‘Practical Guide’ for NOACs Gets an Update

Writers on the new document stress that its aim is not to replace formal guidelines, but to help physicians in the correct use of the drugs.

‘Practical Guide’ for NOACs Gets an Update

Clinicians continue to grow more comfortable deploying the non-vitamin K antagonist oral anticoagulants (NOACs), but there are lingering areas of uncertainty when it comes to specific situations encountered in daily practice. That’s where a practical guide from the European Heart Rhythm Association (EHRA), a branch of the European Society of Cardiology, comes in.

First published in 2013 and updated in 2015, the guide—focusing on patients with A-fib—has been revamped yet again to keep pace with accumulating experience and data in the area. The refreshed document was discussed yesterday at the EHRA Congress in Barcelona, Spain, and published simultaneously online in the European Heart Journal.

The NOACs, which include the direct thrombin inhibitor dabigatran (Pradaxa; Boehringer Ingelheim) and the direct factor Xa inhibitors rivaroxaban (Xarelto; Bayer/Janssen), apixaban (Eliquis; Bristol-Myers Squibb), and edoxaban (Savaysa; Daiichi Sankyo), have been shown to be at least as safe and effective as vitamin K antagonists (VKAs) like warfarin, but the newer agents come with the advantages of not requiring routine coagulation monitoring and having fewer food and drug interactions.

Although the latest European A-fib guideline recommends a preference for NOACs over VKAs when oral anticoagulation is being started in patients with A-fib who are eligible for NOAC therapy, it does not cover numerous specific clinical situations. Moreover, the summaries of product characteristics provided with each drug are limited in the information they can convey.

The EHRA’s practical guide, whose latest iteration was drafted by a committee led by Jan Steffel, MD (University Heart Center Zurich, Switzerland), aims to fill that gap. The updated document contains discussions and recommendations grouped together into 20 topics, up from 15 in the 2015 version.

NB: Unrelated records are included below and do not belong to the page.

// Copyright 2025-present Harīṣh Tummalachērla
// SPDX-License-Identifier: Apache-2.0

//! Fixed-width field primitives: integers, padded text and raw byte arrays.
//!
//! Every field in the format has a width known before reading it, so there
//! are no varints and no length prefixes at this level. Integers are
//! little-endian, least-significant byte first, on both paths. Text fields are
//! UTF-8 followed by NUL padding up to the field width; the logical value is
//! everything before the first NUL and nothing but NULs may follow it.
//!
//! All reads are bounds-checked against the buffer and fail with
//! `TruncatedInput` instead of panicking.

use crate::error::CodecError;

/// Byte used to pad text fields.
pub const PADDING: u8 = 0x00;

/// Widest integer field a `u64` can hold.
pub const MAX_UINT_WIDTH: usize = 8;

// ============================================================================
// BOUNDS
// ============================================================================

/// Borrow `width` bytes at `offset`, or report how short the buffer is.
fn slice_at<'a>(
    buf: &'a [u8],
    offset: usize,
    width: usize,
    field: &'static str,
) -> Result<&'a [u8], CodecError> {
    let end = offset
        .checked_add(width)
        .ok_or(CodecError::MalformedField {
            field,
            reason: "offset overflows",
        })?;
    buf.get(offset..end).ok_or(CodecError::TruncatedInput {
        field,
        offset,
        needed: width,
        available: buf.len().saturating_sub(offset),
    })
}

// ============================================================================
// INTEGERS
// ============================================================================

/// Read a little-endian unsigned integer of `width` bytes.
pub fn read_uint(buf: &[u8], offset: usize, width: usize) -> Result<u64, CodecError> {
    if width == 0 || width > MAX_UINT_WIDTH {
        return Err(CodecError::MalformedField {
            field: "uint",
            reason: "unsupported integer width",
        });
    }
    let bytes = slice_at(buf, offset, width, "uint")?;
    let mut le = [0u8; MAX_UINT_WIDTH];
    le[..width].copy_from_slice(bytes);
    Ok(u64::from_le_bytes(le))
}

/// Append `value` as a little-endian unsigned integer of `width` bytes.
pub fn write_uint(value: u64, width: usize, buf: &mut Vec<u8>) -> Result<(), CodecError> {
    if width == 0 || width > MAX_UINT_WIDTH {
        return Err(CodecError::MalformedField {
            field: "uint",
            reason: "unsupported integer width",
        });
    }
    if width < MAX_UINT_WIDTH && value >> (width * 8) != 0 {
        return Err(CodecError::MalformedField {
            field: "uint",
            reason: "value does not fit the field width",
        });
    }
    buf.extend_from_slice(&value.to_le_bytes()[..width]);
    Ok(())
}

// ============================================================================
// FIXED TEXT
// ============================================================================

/// Read a NUL-padded UTF-8 text field of `width` bytes.
///
/// Returns the bytes before the first padding byte. A non-padding byte after
/// the first padding byte means the name had an embedded NUL, which cannot
/// round-trip, so it is rejected.
pub fn read_fixed_text(buf: &[u8], offset: usize, width: usize) -> Result<String, CodecError> {
    let bytes = slice_at(buf, offset, width, "fixed text")?;
    let end = bytes.iter().position(|&b| b == PADDING).unwrap_or(width);
    if bytes[end..].iter().any(|&b| b != PADDING) {
        return Err(CodecError::MalformedField {
            field: "fixed text",
            reason: "non-zero byte after padding",
        });
    }
    let text = std::str::from_utf8(&bytes[..end]).map_err(|_| CodecError::MalformedField {
        field: "fixed text",
        reason: "not valid UTF-8",
    })?;
    Ok(text.to_string())
}

/// Check `text` can be stored in a `width`-byte text field.
pub fn check_fixed_text(text: &str, width: usize) -> Result<(), CodecError> {
    if text.len() > width {
        return Err(CodecError::FieldTooLong {
            field: "fixed text",
            len: text.len(),
            width,
        });
    }
    if text.as_bytes().contains(&PADDING) {
        return Err(CodecError::MalformedField {
            field: "fixed text",
            reason: "embedded padding byte",
        });
    }
    Ok(())
}

/// Append `text` padded with NULs to exactly `width` bytes.
///
/// A text of exactly `width` bytes is written without any padding.
pub fn write_fixed_text(text: &str, width: usize, buf: &mut Vec<u8>) -> Result<(), CodecError> {
    check_fixed_text(text, width)?;
    buf.extend_from_slice(text.as_bytes());
    buf.resize(buf.len() + (width - text.len()), PADDING);
    Ok(())
}

// ============================================================================
// FIXED BYTES
// ============================================================================

/// Borrow a raw fixed-size byte array of `width` bytes.
pub fn read_fixed_bytes(buf: &[u8], offset: usize, width: usize) -> Result<&[u8], CodecError> {
    slice_at(buf, offset, width, "fixed bytes")
}

// ============================================================================
// CURSOR
// ============================================================================

/// Sequential reader over a certificate buffer.
///
/// Wraps the offset-based primitives so the entry codecs can read fields in
/// wire order without tracking offsets by hand. Every method names the field
/// it reads, and that name ends up in the error.
#[derive(Debug, Clone)]
pub struct FieldReader<'a> {
    buf: &'a [u8],
    pos: usize,
}

impl<'a> FieldReader<'a> {
    pub fn new(buf: &'a [u8]) -> Self {
        Self { buf, pos: 0 }
    }

    /// Current offset into the buffer.
    pub fn position(&self) -> usize {
        self.pos
    }

    /// Bytes left to read.
    pub fn remaining(&self) -> usize {
        self.buf.len() - self.pos
    }

    /// Fail with `TruncatedInput` unless at least `needed` bytes remain.
    pub fn ensure_remaining(&self, field: &'static str, needed: usize) -> Result<(), CodecError> {
        if needed > self.remaining() {
            return Err(CodecError::TruncatedInput {
                field,
                offset: self.pos,
                needed,
                available: self.remaining(),
            });
        }
        Ok(())
    }

    pub fn u8(&mut self, field: &'static str) -> Result<u8, CodecError> {
        let value = read_uint(self.buf, self.pos, 1).map_err(|e| e.in_field(field))?;
        self.pos += 1;
        Ok(value as u8)
    }

    pub fn u16(&mut self, field: &'static str) -> Result<u16, CodecError> {
        let value = read_uint(self.buf, self.pos, 2).map_err(|e| e.in_field(field))?;
        self.pos += 2;
        Ok(value as u16)
    }

    pub fn u32(&mut self, field: &'static str) -> Result<u32, CodecError> {
        let value = read_uint(self.buf, self.pos, 4).map_err(|e| e.in_field(field))?;
        self.pos += 4;
        Ok(value as u32)
    }

    pub fn text(&mut self, field: &'static str, width: usize) -> Result<String, CodecError> {
        let text = read_fixed_text(self.buf, self.pos, width).map_err(|e| e.in_field(field))?;
        self.pos += width;
        Ok(text)
    }

    pub fn array<const N: usize>(&mut self, field: &'static str) -> Result<[u8; N], CodecError> {
        let bytes = read_fixed_bytes(self.buf, self.pos, N).map_err(|e| e.in_field(field))?;
        let mut out = [0u8; N];
        out.copy_from_slice(bytes);
        self.pos += N;
        Ok(out)
    }

    pub fn bytes(&mut self, field: &'static str, len: usize) -> Result<Vec<u8>, CodecError> {
        let bytes = read_fixed_bytes(self.buf, self.pos, len).map_err(|e| e.in_field(field))?;
        self.pos += len;
        Ok(bytes.to_vec())
    }

    /// Succeed only if the whole buffer was consumed.
    pub fn finish(&self) -> Result<(), CodecError> {
        match self.remaining() {
            0 => Ok(()),
            count => Err(CodecError::TrailingBytes { count }),
        }
    }
}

The fact is that most of our patients are not the straightforward types of patients, . . . so people are happy for this very straightforward type of guidance. Jan Steffel

Steffel told TCTMD that key revisions include clarification on the recommended timing of the last NOAC dose before the start of an elective intervention and updated information on how to manage a NOAC-treated patient who presents with an acute ischemic stroke, which might include use of a specific reversal agent like idarucizumab (Praxbind; Boehringer Ingelheim) for dabigatran or andexanet alfa (AndexXa; Portola Pharmaceuticals) for the factor Xa inhibitors. The latter agent is still awaiting approval by US and European regulators.

One of the five new sections tackles “rare indications, precautions, and potential pitfalls” regarding plasma level measurements in patients treated with NOACs. Although the agents were developed to be used without the routine monitoring required for the VKAs, information on plasma levels might be useful in certain situations, Steffel said, pointing to patients who require an emergency operation, who present with bleeding, or in whom lytic treatment is being considered for acute stroke.

That section is sure to be controversial, he said, because there is a dearth of randomized evidence to guide practice. “We’re not completely clear on what to do exactly with these plasma levels, because this has never been assessed,” Steffel explained.

However, controversy is to be expected for a document like this because it covers areas that are not reflected in clinical guidelines, Steffel said. “We don’t want to be a guideline and we’re not. This was never the intention of this guide,” he explained. “The guidelines tell us when to use which drugs. This is the highest level of recommendation. [With] the practical guide . . . the aim is to help physicians in the correct use of the drugs, not really to tell them when to use and when not to use.”

And Steffel said feedback for the guide since it was introduced in 2013 has been positive because there are many patients for whom use of oral anticoagulation is complicated. “The fact is that most of our patients are not the straightforward types of patients,” he observed, “and there are those that present with comorbidities, with problems, with coexisting coronary artery disease, stuff like that, so people are happy for this very straightforward type of guidance.”

Disclosures
  • The guide and associated educational materials (slide set, website, booklet, and NOAC card) were produced by and under the sole responsibility of the EHRA, with support in the form of an unrestricted educational grant from Bayer Pharma AG, Boehringer Ingelheim, Bristol-Myers Squibb, and Pfizer Alliance and Daiichi Sankyo Europe GmbH.
  • Steffel reports having received consultant and/or speaker fees from Amgen, AstraZeneca, Atricure, Bayer, Biosense Webster, Biotronik, Boehringer Ingelheim, Boston Scientific, Bristol-Myers Squibb, Cook Medical, Daiichi Sankyo, Medtronic, Novartis, Pfizer, Sanofi-Aventis, Sorin, St. Jude Medical/Abbott, and Zoll; having an ownership stake in CorXL; and having received grant support through his institution from Bayer Healthcare, Biosense Webster, Biotronik, Boston Scientific, Daiichi Sankyo, Medtronic, and St. Jude Medical/Abbott.